Om te beoordelen of de leefbaarheid van het bedrijf verstoord is, voorziet het decreet in negen criteria. Als aan één van de criteria is voldaan, dan geldt een onweerlegbaar vermoeden dat de leefbaarheid in het gedrang komt. Kort samengevat komen de criteria op het volgende neer:
- Huiskavelcriterium: opzegging van gronden die rechtstreeks palen aan het bedrijf komen niet in aanmerking voor opzeg;
- Oppervlaktecriterium: opzegging van meer dan 20% van de totale bedrijfsoppervlakte van de pachter is niet mogelijk. Om omzeiling tegen te gaan is bepaald dat voor de berekening van de oppervlakte ook de oppervlakte in rekening moet worden genomen van percelen die in een periode van 27 jaar vóór de opzegging ook al zijn opgezegd met het oog op bebossing of natuurrealisatie;
- Zelfrealisatiecriterium: de pachter die zelf de opzegreden zelf realiseert of er zich toe verbindt deze te realiseren binnen het jaar kan de opzegging ‘afweren’;
- Beheermaatregelen of milieu-, klimaat- en natuurvriendelijke landbouwpraktijken: de pachter past voor het overwegende deel van het perceel beheermaatregelen of milieu-, klimaat- en natuurvriendelijke landbouwpraktijken toe in het kader van een meerjarige verbintenis of verbindt zich ertoe deze toe te passen binnen het jaar. Het gaat hier bijvoorbeeld om beheerovereenkomsten of agro-milieuklimaatmatregelen in het kader van het GLB;
- Jongerencriterium: landbouwers jonger dan 40 jaar zijn beschermd;
- Familiale opvolging: de pachter kan onder de bevoorrechte familieleden een opvolger aanduiden die jonger is dan 40 jaar en beschermd is tegen opzegging;
- Kwaliteitscriterium: gronden die kwalitatief zijn (dus niet ‘minder geschikt’) of waarvan de landbouwbestemming al beleidsmatig door een overheid-verpachter zijn aangeduid als bestemd voor landbouw zijn uitgesloten. Opzegging in herbevestigd agrarisch gebied is op deze manier bijvoorbeeld niet meer mogelijk. Hier geldt echter een uitzondering: wanneer de opzeg gebeurt om het doel van een landinrichtings-, natuurinrichtingsproject of ruilverkaveling te realiseren, is opzegging wel mogelijk;
- Financieel criterium: opzeg kan niet als het brutobedrijfsresultaat van de pachter minder dan 40.000 euro bedraagt of met 10% zal dalen als gevolg van de opzeg of zal dalen onder de 40.000 euro;
- Bio: als een pachter de biologische productiemethode toepast, zal de opzeg niet worden toegekend.

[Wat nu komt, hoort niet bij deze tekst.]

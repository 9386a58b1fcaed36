//! CSV interchange for the raw table schemas.
//!
//! Reads are forgiving at the row level and strict at the schema level: a
//! missing required column fails the whole load, while an unparsable row
//! is skipped and reported in the [`LoadReport`] with its index and the
//! offending column. Count columns saturate into the valid domain as rows
//! materialize; real-valued clipping is the cleaning stage's job.

use aerovia_traits::schema::{AQI_TABLE_COLUMNS, TRANSPORT_TABLE_COLUMNS, require_columns};
use aerovia_traits::types::{AqiRecord, Date, TimeSeriesTable, TransportRecord};
use aerovia_traits::{AeroviaError, Result};
use serde::de::DeserializeOwned;
use serde::{Deserialize, Serialize};
use std::fs::File;
use std::io::{Read, Write};
use std::path::Path;
use tracing::warn;

/// Outcome of a CSV load.
///
/// `rows_read` counts every data row encountered, including the ones that
/// were skipped.
#[derive(Debug, Clone, Default)]
pub struct LoadReport {
    /// Total data rows encountered.
    pub rows_read: usize,
    /// Rows that failed to parse and were skipped.
    pub skipped: Vec<SkippedRow>,
}

/// One row that failed to parse during a load.
#[derive(Debug, Clone)]
pub struct SkippedRow {
    /// Zero-based data-row index.
    pub row: usize,
    /// Offending column, when the parser can attribute the defect.
    pub column: String,
    /// Parser message.
    pub message: String,
}

impl SkippedRow {
    /// The defect as a row-level validation error.
    #[must_use]
    pub fn to_error(&self) -> AeroviaError {
        AeroviaError::Validation {
            row: self.row,
            column: self.column.clone(),
            message: self.message.clone(),
        }
    }
}

/// Transport row as it appears on disk. Counts are read as wide signed
/// integers so an out-of-domain value saturates instead of killing the
/// row.
#[derive(Debug, Deserialize)]
struct RawTransportRow {
    date: Date,
    bus_passengers: i64,
    metro_passengers: i64,
}

impl From<RawTransportRow> for TransportRecord {
    fn from(raw: RawTransportRow) -> Self {
        Self {
            date: raw.date,
            bus_passengers: saturate(raw.bus_passengers),
            metro_passengers: saturate(raw.metro_passengers),
        }
    }
}

fn saturate(count: i64) -> u32 {
    count.clamp(0, i64::from(u32::MAX)) as u32
}

/// Read a raw air-quality table.
///
/// Output rows are in file order and may contain duplicates or gaps; they
/// go through the cleaner before becoming a table.
///
/// # Errors
///
/// Returns [`AeroviaError::MissingColumn`] when a required column is
/// absent from the header.
pub fn read_aqi<R: Read>(reader: R) -> Result<(Vec<AqiRecord>, LoadReport)> {
    read_rows(reader, &AQI_TABLE_COLUMNS)
}

/// Read a raw transport table. See [`read_aqi`].
///
/// # Errors
///
/// Returns [`AeroviaError::MissingColumn`] when a required column is
/// absent from the header.
pub fn read_transport<R: Read>(reader: R) -> Result<(Vec<TransportRecord>, LoadReport)> {
    let (raw, report): (Vec<RawTransportRow>, _) = read_rows(reader, &TRANSPORT_TABLE_COLUMNS)?;
    Ok((raw.into_iter().map(TransportRecord::from).collect(), report))
}

/// Read a raw air-quality table from a file path.
///
/// # Errors
///
/// Returns an error when the file cannot be opened or the header is
/// structurally invalid.
pub fn read_aqi_file(path: impl AsRef<Path>) -> Result<(Vec<AqiRecord>, LoadReport)> {
    read_aqi(open(path.as_ref())?)
}

/// Read a raw transport table from a file path.
///
/// # Errors
///
/// Returns an error when the file cannot be opened or the header is
/// structurally invalid.
pub fn read_transport_file(path: impl AsRef<Path>) -> Result<(Vec<TransportRecord>, LoadReport)> {
    read_transport(open(path.as_ref())?)
}

/// Write an air-quality table as CSV.
///
/// # Errors
///
/// Returns an error when serialization or the underlying writer fails.
pub fn write_aqi<W: Write>(writer: W, table: &TimeSeriesTable<AqiRecord>) -> Result<()> {
    write_rows(writer, table.records())
}

/// Write a transport table as CSV.
///
/// # Errors
///
/// Returns an error when serialization or the underlying writer fails.
pub fn write_transport<W: Write>(writer: W, table: &TimeSeriesTable<TransportRecord>) -> Result<()> {
    write_rows(writer, table.records())
}

/// Write an air-quality table to a file path.
///
/// # Errors
///
/// Returns an error when the file cannot be created or a write fails.
pub fn write_aqi_file(path: impl AsRef<Path>, table: &TimeSeriesTable<AqiRecord>) -> Result<()> {
    write_aqi(create(path.as_ref())?, table)
}

/// Write a transport table to a file path.
///
/// # Errors
///
/// Returns an error when the file cannot be created or a write fails.
pub fn write_transport_file(
    path: impl AsRef<Path>,
    table: &TimeSeriesTable<TransportRecord>,
) -> Result<()> {
    write_transport(create(path.as_ref())?, table)
}

fn open(path: &Path) -> Result<File> {
    File::open(path)
        .map_err(|e| AeroviaError::Other(format!("cannot open {}: {e}", path.display())))
}

fn create(path: &Path) -> Result<File> {
    File::create(path)
        .map_err(|e| AeroviaError::Other(format!("cannot create {}: {e}", path.display())))
}

fn read_rows<T: DeserializeOwned, R: Read>(
    reader: R,
    required: &[&str],
) -> Result<(Vec<T>, LoadReport)> {
    let mut rdr = csv::Reader::from_reader(reader);
    let headers = rdr
        .headers()
        .map_err(|e| AeroviaError::InvalidData(format!("unreadable CSV header: {e}")))?
        .clone();
    let header_names: Vec<&str> = headers.iter().collect();
    require_columns(&header_names, required)?;

    let mut rows = Vec::new();
    let mut report = LoadReport::default();
    for (index, result) in rdr.deserialize::<T>().enumerate() {
        report.rows_read += 1;
        match result {
            Ok(row) => rows.push(row),
            Err(e) => {
                let skip = SkippedRow {
                    row: index,
                    column: offending_column(&e, &headers),
                    message: e.to_string(),
                };
                warn!(error = %skip.to_error(), "skipping malformed row");
                report.skipped.push(skip);
            }
        }
    }
    Ok((rows, report))
}

/// Best-effort attribution of a row-level defect to a column name.
fn offending_column(error: &csv::Error, headers: &csv::StringRecord) -> String {
    if let csv::ErrorKind::Deserialize { err, .. } = error.kind()
        && let Some(field) = err.field()
        && let Some(name) = headers.get(field as usize)
    {
        return name.to_string();
    }
    "<row>".to_string()
}

fn write_rows<T: Serialize, W: Write>(writer: W, rows: &[T]) -> Result<()> {
    let mut wtr = csv::Writer::from_writer(writer);
    for row in rows {
        wtr.serialize(row)
            .map_err(|e| AeroviaError::Other(format!("CSV write failed: {e}")))?;
    }
    wtr.flush()
        .map_err(|e| AeroviaError::Other(format!("CSV flush failed: {e}")))?;
    Ok(())
}

#[cfg(test)]
mod tests {
    use super::*;

    fn d(day: u32) -> Date {
        Date::from_ymd_opt(2024, 1, day).unwrap()
    }

    #[test]
    fn test_aqi_round_trip() {
        let table = TimeSeriesTable::from_records(vec![
            AqiRecord {
                date: d(1),
                pm25: 12.5,
                pm10: 22.0,
                no2: 18.25,
                ozone: 31.0,
                aqi: 48.0,
            },
            AqiRecord {
                date: d(2),
                pm25: 14.0,
                pm10: 25.5,
                no2: 19.0,
                ozone: 29.5,
                aqi: 52.0,
            },
        ])
        .unwrap();

        let mut buf = Vec::new();
        write_aqi(&mut buf, &table).unwrap();
        let (rows, report) = read_aqi(buf.as_slice()).unwrap();

        assert_eq!(report.rows_read, 2);
        assert!(report.skipped.is_empty());
        assert_eq!(rows, table.records());
    }

    #[test]
    fn test_transport_round_trip() {
        let table = TimeSeriesTable::from_records(vec![TransportRecord {
            date: d(1),
            bus_passengers: 14_832,
            metro_passengers: 25_101,
        }])
        .unwrap();

        let mut buf = Vec::new();
        write_transport(&mut buf, &table).unwrap();
        let (rows, _) = read_transport(buf.as_slice()).unwrap();
        assert_eq!(rows, table.records());
    }

    #[test]
    fn test_missing_column_fails_whole_load() {
        let csv = "date,pm25,pm10,no2,ozone\n2024-01-01,1,2,3,4\n";
        let err = read_aqi(csv.as_bytes()).unwrap_err();
        assert!(matches!(err, AeroviaError::MissingColumn(ref c) if c == "aqi"));
    }

    #[test]
    fn test_malformed_row_is_skipped_and_reported() {
        let csv = "date,pm25,pm10,no2,ozone,aqi\n\
                   2024-01-01,1,2,3,4,50\n\
                   not-a-date,1,2,3,4,50\n\
                   2024-01-03,1,2,3,4,55\n";
        let (rows, report) = read_aqi(csv.as_bytes()).unwrap();
        assert_eq!(rows.len(), 2);
        assert_eq!(report.rows_read, 3);
        assert_eq!(report.skipped.len(), 1);
        assert_eq!(report.skipped[0].row, 1);
        assert_eq!(report.skipped[0].column, "date");
        assert!(matches!(
            report.skipped[0].to_error(),
            AeroviaError::Validation { row: 1, ref column, .. } if column == "date"
        ));
        assert!(
            report.skipped[0]
                .to_error()
                .to_string()
                .starts_with("Row 1, column 'date':")
        );
    }

    #[test]
    fn test_negative_counts_saturate_to_zero() {
        let csv = "date,bus_passengers,metro_passengers\n2024-01-01,-5,9000\n";
        let (rows, report) = read_transport(csv.as_bytes()).unwrap();
        assert!(report.skipped.is_empty());
        assert_eq!(rows[0].bus_passengers, 0);
        assert_eq!(rows[0].metro_passengers, 9000);
    }

    #[test]
    fn test_columns_match_by_name_not_position() {
        let csv = "metro_passengers,date,bus_passengers\n9000,2024-01-01,4000\n";
        let (rows, _) = read_transport(csv.as_bytes()).unwrap();
        assert_eq!(rows[0].bus_passengers, 4000);
        assert_eq!(rows[0].metro_passengers, 9000);
    }
}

De negen criteria zijn niet steeds allemaal van toepassing. De leefbaarheidstoets verschilt namelijk naargelang de bestemming van de verpachte grond én de identiteit van de verpachter.
- Bij opzeg door een private eigenaar in of de overheid in groene bestemmingen geldt de meest beperkte leefbaarheidstoets (enkel criterium 1, 2 en 3);
- Bij opzeg door de overheid in de Habitatrichtlijngebieden (SBZ-H) gelden ook enkel de eerste drie criteria;
- Bij opzegging door een private eigenaar in Habitatrichtlijngebieden geldt de volledige leefbaarheidstoets met uitzondering van criterium 6. In alle andere gevallen geldt de volledige leefbaarheidstoets.
- In alle andere gevallen gelden alle criteria.
Het Vlaams pachtdecreet heeft het principe behouden dat de opzegging pas rechtskracht heeft als de pachter ermee heeft ingestemd of als de rechter de opzegging geldig heeft verklaard. Het is in die fase dat de leefbaarheidstoets aan bod komt. Het is dan aan de pachter om zich op die bescherming te beroepen.